Emotional intimacy heats up physical pleasure. If you want great sex, emotional intimacy can lead to an incredible sex life. Physical intimacy is often pleasure-focused. Emotional intimacy, on the other hand, is much deeper and lasting. It is allowing yourself to be vulnerable by expressing your feelings, needs and fears. Connecting with someone on a deeper emotional level leads to feeling loved, secure and more satisfied in your relationship.
To deepen emotional intimacy with your partner, try these 6 tips:
1. Learn your partner’s love language.
What does your partner complain about most often? You can learn your partner’s love language if you tune into this. Their complaints are likely a reflection of how they want to be loved.
The five love languages (created by Gary Chapman) are physical touch, words of affirmation, quality time, gifts and acts of service. We tend to love others the way we want to be loved, so think about how your partner shows love and mirror their behaviour.
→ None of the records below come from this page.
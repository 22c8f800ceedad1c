//! Heartlink Hardware Abstraction Layer
//!
//! This crate defines the register-level traits and peripheral configuration
//! types shared by the chip backend and the board-agnostic bridge logic.
//! Nothing in here touches memory directly; chip crates provide the
//! volatile backend and host tests provide a recording mock.
//!
//! # Architecture
//!
//! ```text
//! ┌─────────────────────────────────────────┐
//! │  heartlink-firmware (entry, ISR, loop)  │
//! └─────────────────────────────────────────┘
//!                     │
//!                     ▼
//! ┌─────────────────────────────────────────┐
//! │  heartlink-core (init, heartbeat, I/O)  │
//! └─────────────────────────────────────────┘
//!                     │
//!         ┌───────────┴───────────┐
//!         ▼                       ▼
//! ┌───────────────┐       ┌───────────────┐
//! │ heartlink-hal │       │ heartlink-hal-│
//! │   (traits)    │◄──────│      avr      │
//! └───────────────┘       └───────────────┘
//! ```
//!
//! # Modules
//!
//! - [`register`] - Typed 8-bit and 16-bit register access
//! - [`gpio`] - Pin levels
//! - [`uart`] - UART frame configuration
//! - [`spi`] - SPI controller configuration
//! - [`poll`] - Busy-poll helpers with optional give-up

#![no_std]
#![deny(unsafe_code)]

pub mod gpio;
pub mod poll;
pub mod register;
pub mod spi;
pub mod uart;

// Re-export key items at crate root for convenience
pub use gpio::Level;
pub use poll::{spin_until, wait_until, Patience, TimedOut};
pub use register::{BitPosition, Register, RegisterFamily, WideRegister};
This experiment is also a form of foreplay. If you show love in small ways that resonate with your partner everyday, you will create desire and a much more intense sex life.
To find our your love language, take Gary Chapman’s love languages quiz.
2. Don’t be passive aggressive when you’re upset.
Don’t withhold your feelings when you’re angry. Reach out and say exactly how you feel. You can also reach out to your partner through touch. Affectionate physical gestures like holding hands will remind you of the love you share and help calm the agitated body.
3. Express gratitude.
Thank your partner for simple, day-to-day gestures like washing the dishes or getting groceries. Men in particular desire to hear that their partner is proud of them. So tell him you’re proud of him for working hard, being a great dad or whatever you’re truly proud of! Let him know you appreciate him and what he does.
4. Pick a good time.
Quality time is the perfect time to mention something that upset you. Try to wait until dinner or ask your partner to go for a walk with you. The benefit of waiting for the right time is that you will both feel more at ease, and you will be less likely to fight.
5. Share your life.
Sharing things about your day builds a friendship. It lets your partner in on the little things that stress you out or put you in a bad mood. This new understanding of you makes your partner feel less alienated if you get home from work upset.
6. Let go of resentment.
Letting go of resentment and bitterness towards your partner is critical for you to be open to emotional intimacy. You will hit roadblocks if you hold onto old anger. So try to see the lessons you can take with you (the good stuff) and let the rest go.
Emotional closeness is the foundation for lasting relationships. When you’re satisfied emotionally you will be able to let go, trust and enjoy more freely in the bedroom.